Work task:
Show every line below where "info" appears.

Saved entries

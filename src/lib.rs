pub mod broadcast;
pub mod commands;
pub mod device;
pub mod protocols;
pub mod registry;
pub mod settings;
pub mod source;
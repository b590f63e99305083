//! Non-negative product price.
//!
//! Prices are held as [`Decimal`] to avoid binary floating point drift in
//! storage, but cross the JSON boundary as plain numbers.

use core::fmt;

use rust_decimal::Decimal;
use rust_decimal::prelude::FromPrimitive;
use serde::{Deserialize, Deserializer, Serialize, Serializer};
use thiserror::Error;

/// Errors that can occur when constructing a [`Price`].
#[derive(Debug, Clone, Copy, PartialEq, Eq, Error)]
pub enum PriceError {
    /// The amount is below zero.
    #[error("price cannot be negative")]
    Negative,
    /// The amount is NaN or infinite.
    #[error("price must be a finite number")]
    NotFinite,
    /// The amount is at or above [`Price::MAX_EXCLUSIVE`].
    #[error("price is out of range")]
    OutOfRange,
    /// The amount has more than [`Price::MAX_SCALE`] decimal places.
    #[error("price has too many decimal places")]
    TooPrecise,
}

/// A price in the store's currency.
///
/// Always `>= 0`, below [`Price::MAX_EXCLUSIVE`] and with at most
/// [`Price::MAX_SCALE`] decimal places, so it fits a `NUMERIC(14, 4)` column
/// without rounding.
#[derive(Debug, Clone, Copy, PartialEq, Eq, PartialOrd, Ord, Hash)]
pub struct Price(Decimal);

impl Price {
    /// A price of zero.
    pub const ZERO: Self = Self(Decimal::ZERO);

    /// Maximum number of decimal places.
    pub const MAX_SCALE: u32 = 4;

    /// Smallest amount that is too large (10 integer digits).
    pub const MAX_EXCLUSIVE: Decimal = Decimal::from_parts(0x540B_E400, 0x2, 0, false, 0); // 10_000_000_000

    /// Create a price from a decimal amount.
    ///
    /// # Errors
    ///
    /// Returns [`PriceError::Negative`] if `amount < 0`,
    /// [`PriceError::OutOfRange`] if it is at or above [`Price::MAX_EXCLUSIVE`]
    /// and [`PriceError::TooPrecise`] if it has more than [`Price::MAX_SCALE`]
    /// decimal places.
    pub fn new(amount: Decimal) -> Result<Self, PriceError> {
        if amount.is_sign_negative() && !amount.is_zero() {
            return Err(PriceError::Negative);
        }
        let amount = amount.normalize();
        if amount >= Self::MAX_EXCLUSIVE {
            return Err(PriceError::OutOfRange);
        }
        if amount.scale() > Self::MAX_SCALE {
            return Err(PriceError::TooPrecise);
        }
        Ok(Self(amount))
    }

    /// Create a price from a JSON-style floating point number.
    ///
    /// # Errors
    ///
    /// Returns an error if the value is not finite, negative, or too large.
    pub fn from_f64(amount: f64) -> Result<Self, PriceError> {
        if !amount.is_finite() {
            return Err(PriceError::NotFinite);
        }
        if amount < 0.0 {
            return Err(PriceError::Negative);
        }
        let decimal = Decimal::from_f64(amount).ok_or(PriceError::OutOfRange)?;
        Self::new(decimal)
    }

    /// The decimal amount.
    #[must_use]
    pub const fn amount(&self) -> Decimal {
        self.0
    }
}

impl fmt::Display for Price {
    fn fmt(&self, f: &mut fmt::Formatter<'_>) -> fmt::Result {
        write!(f, "{:.2}", self.0)
    }
}

impl TryFrom<Decimal> for Price {
    type Error = PriceError;

    fn try_from(amount: Decimal) -> Result<Self, Self::Error> {
        Self::new(amount)
    }
}

impl Serialize for Price {
    fn serialize<S: Serializer>(&self, serializer: S) -> Result<S::Ok, S::Error> {
        rust_decimal::serde::float::serialize(&self.0, serializer)
    }
}

impl<'de> Deserialize<'de> for Price {
    fn deserialize<D: Deserializer<'de>>(deserializer: D) -> Result<Self, D::Error> {
        let amount = rust_decimal::serde::float::deserialize(deserializer)?;
        Self::new(amount).map_err(serde::de::Error::custom)
    }
}
//! Health check endpoints.

use axum::{extract::State, http::StatusCode};

use crate::state::AppState;

/// Liveness health check endpoint.
///
/// Returns "ok" if the server is running. Does not check dependencies.
pub async fn health() -> &'static str {
    "ok"
}

/// Readiness health check endpoint.
///
/// Returns 503 Service Unavailable if the document store is not reachable.
pub async fn readiness(State(state): State<AppState>) -> StatusCode {
    match state.store().ping().await {
        Ok(()) => StatusCode::OK,
        Err(e) => {
            tracing::warn!(error = %e, "Readiness check failed");
            StatusCode::SERVICE_UNAVAILABLE
        }
    }
}
//! Database migration commands.
//!
//! # Usage
//!
//! ```bash
//! ps-cli migrate
//! ```
//!
//! # Environment Variables
//!
//! - `STOREFRONT_DATABASE_URL` - `PostgreSQL` connection string (falls back to `DATABASE_URL`)
//!
//! # Migration Files
//!
//! Storefront migrations live in `crates/storefront/migrations/` and are
//! embedded into the binary at compile time.

use thiserror::Error;

use productstore_storefront::db::DocumentStore;

/// Errors from running migrations.
#[derive(Debug, Error)]
pub enum MigrationError {
    #[error("Migration error: {0}")]
    Migration(#[from] sqlx::migrate::MigrateError),
}

/// Run storefront database migrations.
///
/// # Errors
///
/// Returns an error if the database is unreachable or a migration fails.
pub async fn storefront() -> Result<(), Box<dyn std::error::Error>> {
    let (_, store) = super::connect().await?;

    tracing::info!("Running storefront migrations...");
    let result = sqlx::migrate!("../storefront/migrations")
        .run(store.pool())
        .await
        .map_err(MigrationError::from);
    store.close().await;
    result?;

    tracing::info!("Storefront migrations complete!");
    Ok(())
}
//! Sign-in provider links.

use chrono::{DateTime, Utc};

use productstore_core::{AccountId, UserId};

/// Provider name for email/password sign-in.
pub const CREDENTIALS_PROVIDER: &str = "credentials";

/// Links a user to a sign-in provider.
///
/// Unique per `(provider, provider_account_id)`.
#[derive(Debug, Clone, PartialEq, Eq)]
pub struct Account {
    pub id: AccountId,
    pub user_id: UserId,
    pub provider: String,
    pub provider_account_id: String,
    /// Provider kind, e.g. `credentials` or `oauth`.
    pub account_type: String,
    pub created_at: DateTime<Utc>,
}
//! Application state shared across handlers.

use std::sync::Arc;

use argon2::Argon2;

use crate::config::{ConfigError, StorefrontConfig};
use crate::db::DocumentStore;

/// Application state shared across all handlers.
///
/// This struct is cheaply cloneable via `Arc` and provides access to
/// shared resources like the document store and configuration.
#[derive(Clone)]
pub struct AppState {
    inner: Arc<AppStateInner>,
}

struct AppStateInner {
    config: StorefrontConfig,
    store: Arc<dyn DocumentStore>,
    argon2: Argon2<'static>,
}

impl AppState {
    /// Create a new application state.
    ///
    /// # Arguments
    ///
    /// * `config` - Storefront configuration
    /// * `store` - Document store opened by [`crate::db::connect`]
    ///
    /// # Errors
    ///
    /// Returns an error if the password hashing costs are invalid.
    pub fn new(config: StorefrontConfig, store: Arc<dyn DocumentStore>) -> Result<Self, ConfigError> {
        let argon2 = config.password_hashing.hasher()?;

        Ok(Self {
            inner: Arc::new(AppStateInner {
                config,
                store,
                argon2,
            }),
        })
    }

    /// Get a reference to the storefront configuration.
    #[must_use]
    pub fn config(&self) -> &StorefrontConfig {
        &self.inner.config
    }

    /// Get a reference to the document store.
    #[must_use]
    pub fn store(&self) -> &dyn DocumentStore {
        self.inner.store.as_ref()
    }

    /// Get a shared handle to the document store.
    #[must_use]
    pub fn store_handle(&self) -> Arc<dyn DocumentStore> {
        Arc::clone(&self.inner.store)
    }

    /// Get a reference to the configured password hasher.
    #[must_use]
    pub fn argon2(&self) -> &Argon2<'static> {
        &self.inner.argon2
    }
}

Written solution:
    tracing::info!("Running storefront migrations...");
    tracing::info!("Storefront migrations complete!");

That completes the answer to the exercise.